Читаем Amor legendi, или Чудо русской литературы полностью

В чеховской миниатюре «Маска» (1884) на бале-маскараде в провинциальном русском клубе появляется «мужчина, одетый в кучерский костюм и в шляпе с павлиньими перьями» (С., III, 84) в сопровождении двух спутниц, тоже в масках, которых он величает «мамзелями». Когда он высказывает пожелание освободить читальный зал клуба для себя лично, поскольку он желает видеть своих мамзелей «в натуральном виде», это вызывает всеобщее возмущение и его хотят выгнать прочь. Он предотвращает изгнание сбрасыванием маски: под ней скрывался фабрикант Пятигоров[495] – скандалист, конечно, но при этом почетный гражданин города, миллионер и крупный меценат. Такое разоблачение маски, разумеется, не увенчано никакими санкциями, напротив, его следствием становятся подобострастные поклоны и верноподданническое жеманство. Налицо законченная перипетия: «Quod licet Jovi, non licet bovi» («Что дозволено Юпитеру, не дозволено быку»). Даже директор банка уверяет, что и в театре (т. е. в мире иллюзии и вымысла) ему не доводилось встречать такой «бездны комизма», как нынче, при явлении на сцену почтенного Пятигорова. Иллюзия, отрезвление и вновь иллюзия (лицемерие посетителей клуба) разоблачают друг друга: «Mundus vult decipi, ergo decipiatur» («Мир хочет быть обманутым, следовательно, обманем его»)[496]. Маскарад, сбрасывание масок, узнавание и новый маскарад сплетаются в бесконечный хоровод сюжетной и онтологической интриги. Посетители клуба стоят перед демаскированным Пятигоровым как в воду опущенные, подобно растерянным ученикам, которых злостно обманул Мефистофель, тем более что венчающая маскарадный костюм Пятигорова «шляпа с павлиньими перьями» очень смахивает на украшенную петушиными перьями шляпу Мефистофеля (II, 93).

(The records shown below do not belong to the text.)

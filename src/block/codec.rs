//! The dense-buffer ↔ chunked-store shuttle.
//!
//! [`write_dataset`] splits a dense, column-major buffer into store blocks.
//! [`read_region`] (and [`read_dataset`], its whole-dataset specialization)
//! reconstructs a dense buffer from store blocks, intersecting each block's
//! covered interval with the requested region so that partial reads and
//! full reads share one code path.

use crate::element::{coerce, Elements, ElementType};
use crate::error::GeffError;

use super::geometry::{block_extent, block_start, column_major_strides, grid_coords, grid_shape, intersect};
use super::store::{Block, BlockStore, Compression, DatasetAttributes};

fn zero_elements(element_type: ElementType, len: usize) -> Elements {
    match element_type {
        ElementType::I8 => Elements::I8(vec![0; len]),
        ElementType::U8 => Elements::U8(vec![0; len]),
        ElementType::I16 => Elements::I16(vec![0; len]),
        ElementType::U16 => Elements::U16(vec![0; len]),
        ElementType::I32 => Elements::I32(vec![0; len]),
        ElementType::U32 => Elements::U32(vec![0; len]),
        ElementType::I64 => Elements::I64(vec![0; len]),
        ElementType::U64 => Elements::U64(vec![0; len]),
        ElementType::F32 => Elements::F32(vec![0.0; len]),
        ElementType::F64 => Elements::F64(vec![0.0; len]),
        ElementType::String => Elements::String(vec![String::new(); len]),
        ElementType::Object => Elements::Object(vec![crate::value::Value::Null; len]),
    }
}

/// Copy the `copy_shape` sub-rectangle of `src` (column-major per
/// `src_shape`, read starting at `src_offset`) into `dst` (column-major per
/// `dst_shape`, written starting at `dst_offset`). `src` and `dst` must
/// hold the same [`ElementType`].
fn copy_region(
    src: &Elements,
    src_shape: &[u64],
    src_offset: &[u64],
    dst: &mut Elements,
    dst_shape: &[u64],
    dst_offset: &[u64],
    copy_shape: &[u64],
) {
    debug_assert_eq!(src.element_type(), dst.element_type());
    let src_strides = column_major_strides(src_shape);
    let dst_strides = column_major_strides(dst_shape);

    macro_rules! run {
        ($src_vec:expr, $dst_vec:expr) => {{
            for idx in grid_coords(copy_shape) {
                let mut s = 0u64;
                let mut d = 0u64;
                for i in 0..idx.len() {
                    s += (src_offset[i] + idx[i]) * src_strides[i];
                    d += (dst_offset[i] + idx[i]) * dst_strides[i];
                }
                $dst_vec[d as usize] = $src_vec[s as usize].clone();
            }
        }};
    }

    match (src, dst) {
        (Elements::I8(s), Elements::I8(d)) => run!(s, d),
        (Elements::U8(s), Elements::U8(d)) => run!(s, d),
        (Elements::I16(s), Elements::I16(d)) => run!(s, d),
        (Elements::U16(s), Elements::U16(d)) => run!(s, d),
        (Elements::I32(s), Elements::I32(d)) => run!(s, d),
        (Elements::U32(s), Elements::U32(d)) => run!(s, d),
        (Elements::I64(s), Elements::I64(d)) => run!(s, d),
        (Elements::U64(s), Elements::U64(d)) => run!(s, d),
        (Elements::F32(s), Elements::F32(d)) => run!(s, d),
        (Elements::F64(s), Elements::F64(d)) => run!(s, d),
        (Elements::String(s), Elements::String(d)) => run!(s, d),
        (Elements::Object(s), Elements::Object(d)) => run!(s, d),
        _ => unreachable!("copy_region requires matching element types"),
    }
}

/// Write `data` (a dense, column-major buffer over `dimensions`) to `path`,
/// creating the dataset and splitting it into `block_size`-shaped store
/// blocks. `data` is coerced to `element_type` first if it does not already
/// hold that type.
pub fn write_dataset<S: BlockStore + ?Sized>(
    store: &S,
    path: &str,
    dimensions: &[u64],
    block_size: &[u64],
    element_type: ElementType,
    compression: Compression,
    data: &Elements,
) -> Result<(), GeffError> {
    let data = if data.element_type() == element_type {
        data.clone()
    } else {
        coerce(data, element_type, path)?
    };

    let expected_len: u64 = dimensions.iter().product();
    if data.len() as u64 != expected_len {
        return Err(GeffError::InvalidArgument(format!(
            "buffer for {path:?} has {} elements, expected {expected_len} for shape {dimensions:?}",
            data.len()
        )));
    }

    let attrs = DatasetAttributes {
        dimensions: dimensions.to_vec(),
        block_size: block_size.to_vec(),
        element_type,
        compression,
    };
    store.create_dataset(path, attrs.clone())?;

    let rank = dimensions.len();
    let grid = grid_shape(dimensions, block_size);
    let block_count: u64 = grid.iter().product();
    log::debug!("writing {path:?}: shape {dimensions:?}, block size {block_size:?}, {block_count} block(s)");
    for g in grid_coords(&grid) {
        let b_start = block_start(&g, block_size);
        let b_extent = block_extent(dimensions, block_size, &g);
        let n: u64 = b_extent.iter().product();
        let mut block_buf = zero_elements(element_type, n as usize);
        copy_region(&data, dimensions, &b_start, &mut block_buf, &b_extent, &vec![0u64; rank], &b_extent);
        store.write_block(
            path,
            &attrs,
            &g,
            Block {
                size: b_extent,
                data: block_buf,
            },
        )?;
    }
    Ok(())
}

/// Read the `region_extent`-shaped region of `path` starting at
/// `region_start`, assembling a dense, column-major buffer in the
/// dataset's on-disk element type.
///
/// # Errors
/// Returns [`GeffError::RankMismatch`] if `region_start`/`region_extent`
/// does not match the dataset's rank, or propagates a
/// [`GeffError::BlockIOError`] from the store.
pub fn read_region<S: BlockStore + ?Sized>(
    store: &S,
    path: &str,
    region_start: &[u64],
    region_extent: &[u64],
) -> Result<Elements, GeffError> {
    let attrs = store.dataset_attributes(path)?;
    if region_start.len() != attrs.rank() || region_extent.len() != attrs.rank() {
        return Err(GeffError::RankMismatch {
            path: path.to_string(),
            expected: attrs.rank(),
            actual: region_start.len(),
        });
    }

    let n: u64 = region_extent.iter().product();
    let mut dest = zero_elements(attrs.element_type, n as usize);

    log::debug!("reading {path:?}: region start {region_start:?}, extent {region_extent:?} of shape {:?}", attrs.dimensions);
    let grid = grid_shape(&attrs.dimensions, &attrs.block_size);
    for g in grid_coords(&grid) {
        let b_start = block_start(&g, &attrs.block_size);
        let b_extent = block_extent(&attrs.dimensions, &attrs.block_size, &g);
        let Some((ix_start, ix_extent)) = intersect(&b_start, &b_extent, region_start, region_extent) else {
            continue;
        };
        let block = store.read_block(path, &attrs, &g)?;
        let block_offset: Vec<u64> = ix_start.iter().zip(&b_start).map(|(a, b)| a - b).collect();
        let dest_offset: Vec<u64> = ix_start.iter().zip(region_start).map(|(a, b)| a - b).collect();
        copy_region(&block.data, &b_extent, &block_offset, &mut dest, region_extent, &dest_offset, &ix_extent);
    }
    Ok(dest)
}

/// Read the entire dataset at `path`.
pub fn read_dataset<S: BlockStore + ?Sized>(store: &S, path: &str) -> Result<(Elements, DatasetAttributes), GeffError> {
    let attrs = store.dataset_attributes(path)?;
    let zero = vec![0u64; attrs.rank()];
    let data = read_region(store, path, &zero, &attrs.dimensions)?;
    Ok((data, attrs))
}

/// Read the entire dataset at `path` and coerce it to `requested_type`.
pub fn read_dataset_as<S: BlockStore + ?Sized>(
    store: &S,
    path: &str,
    requested_type: ElementType,
) -> Result<Elements, GeffError> {
    let (data, _attrs) = read_dataset(store, path)?;
    if data.element_type() == requested_type {
        Ok(data)
    } else {
        coerce(&data, requested_type, path)
    }
}

#[cfg(test)]
mod tests {
    use super::*;
    use crate::block::MemoryStore;

    #[test]
    fn round_trips_1d_with_ragged_boundary() {
        let store = MemoryStore::new();
        let data = Elements::I32((0..15).collect());
        write_dataset(&store, "nodes/ids", &[15], &[4], ElementType::I32, Compression::default(), &data).unwrap();
        let (back, attrs) = read_dataset(&store, "nodes/ids").unwrap();
        assert_eq!(back.as_i32().unwrap(), (0..15).collect::<Vec<i32>>().as_slice());
        assert_eq!(attrs.dimensions, vec![15]);
    }

    #[test]
    fn chunk_size_does_not_affect_result() {
        let data = Elements::F64((0..37).map(f64::from).collect());
        for chunk in [1u64, 3, 7, 1000] {
            let store = MemoryStore::new();
            write_dataset(&store, "x", &[37], &[chunk], ElementType::F64, Compression::default(), &data).unwrap();
            let (back, _) = read_dataset(&store, "x").unwrap();
            assert_eq!(back, data, "mismatch at chunk size {chunk}");
        }
    }

    #[test]
    fn round_trips_2d_matrix_shaped_property() {
        let store = MemoryStore::new();
        // color: [4, N] column-major
        let n = 10u64;
        let data: Vec<f64> = (0..4 * n).map(|i| i as f64).collect();
        let data = Elements::F64(data);
        write_dataset(&store, "nodes/props/color/values", &[4, n], &[4, 4], ElementType::F64, Compression::default(), &data).unwrap();
        let (back, _) = read_dataset(&store, "nodes/props/color/values").unwrap();
        assert_eq!(back, data);
    }

    #[test]
    fn partial_read_returns_requested_subregion() {
        let store = MemoryStore::new();
        let data = Elements::I32((0..20).collect());
        write_dataset(&store, "x", &[20], &[6], ElementType::I32, Compression::default(), &data).unwrap();
        let region = read_region(&store, "x", &[5], &[4]).unwrap();
        assert_eq!(region.as_i32().unwrap(), &[5, 6, 7, 8]);
    }

    #[test]
    fn read_coerces_to_requested_type() {
        let store = MemoryStore::new();
        let data = Elements::I32((0..4).collect());
        write_dataset(&store, "x", &[4], &[2], ElementType::I32, Compression::default(), &data).unwrap();
        let coerced = read_dataset_as(&store, "x", ElementType::F64).unwrap();
        assert_eq!(coerced, Elements::F64(vec![0.0, 1.0, 2.0, 3.0]));
    }
}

В финале эпизода «Погреб Ауэрбаха в Лейпциге» один из обманутых собутыльников восклицает: «Нет, надувательство одно!» (II, 87)[497]. Художественный вымысел в средневековой эстетике обозначался устойчивой формулой cortex ridiculus (смехотворная личина). Но вся литература – не более чем игра масками; язык же – это не только способ одевания, но и способ переодевания мыслей (Витгенштейн). Литературные сюжеты и архетипы вновь и вновь являются «в новом платье»[498], и я надеюсь, что Шиллер Шекспирович Гёте одурачил меня не слишком сильно.

Мортальный синдром острова Капри: к интерпретации рассказа И.А. Бунина «Господин из Сан-Франциско»

I. Вводные замечания

Иван Алексеевич Бунин был первым русским лауреатом Нобелевской премии. После длившейся многие годы кампании по его выдвижению на соискание премии он получил ее в 1933 г. «…за строгое художественное мастерство, с которым он продолжил русскую художественную линию в прозе»[499]. В преддверии окончательной номинации постоянно шла речь о стилистическом совершенстве бунинской прозы, о классически-соразмерной композиции его текстов, об универсальности ее (прозы) экзистенциальных тем, глубине нравственной проблематики и, наконец, об ориентированной на поэтику Толстого повествовательной манере Бунина. В числе произведений Бунина, рекомендуемых к присуждению премии, с самого начала и почти неизменно присутствовала восхитившая Томаса Манна повесть «Господин из Сан-Франциско»[500].

Бунин принадлежал к старинному, но обедневшему русскому аристократическому роду; он был в родстве с русскими писателями, такими как В.А. Жуковский и братья Киреевские; он вырос в среднерусской провинции (Орловская область), получил как домашнее, так и гимназическое (впрочем, незаконченное) образование и рано обнаружил интерес к языку, чтению и литературе. Во многом он был самоучкой. Одним из его ранних литературных увлечений была «Одиссея» Гомера. Бунин начал публиковаться с 1887 г. Затруднительное положение семьи, но более того – страстное желание увидеть мир, рано привели его к кочевой жизни без постоянного местопребывания. Начиная с 1900-х годов он систематически предпринимает путешествия за границу (Европа, Египет, Палестина, Цейлон, Константинополь). В разные годы он в качестве профессионального писателя, частного лица или просто в качестве гостя живет в пансионах, отелях, съемных квартирах. К оседлой буржуазии и ее недвижимости он относится саркастически. После нескольких неудачных любовных историй Бунин с 1906 г. обретает образованную и энергичную спутницу жизни – Веру Муромцеву (1881–1961). Он рано начинает получать литературные премии, а в 1909 г. становится почетным членом Российской академии наук.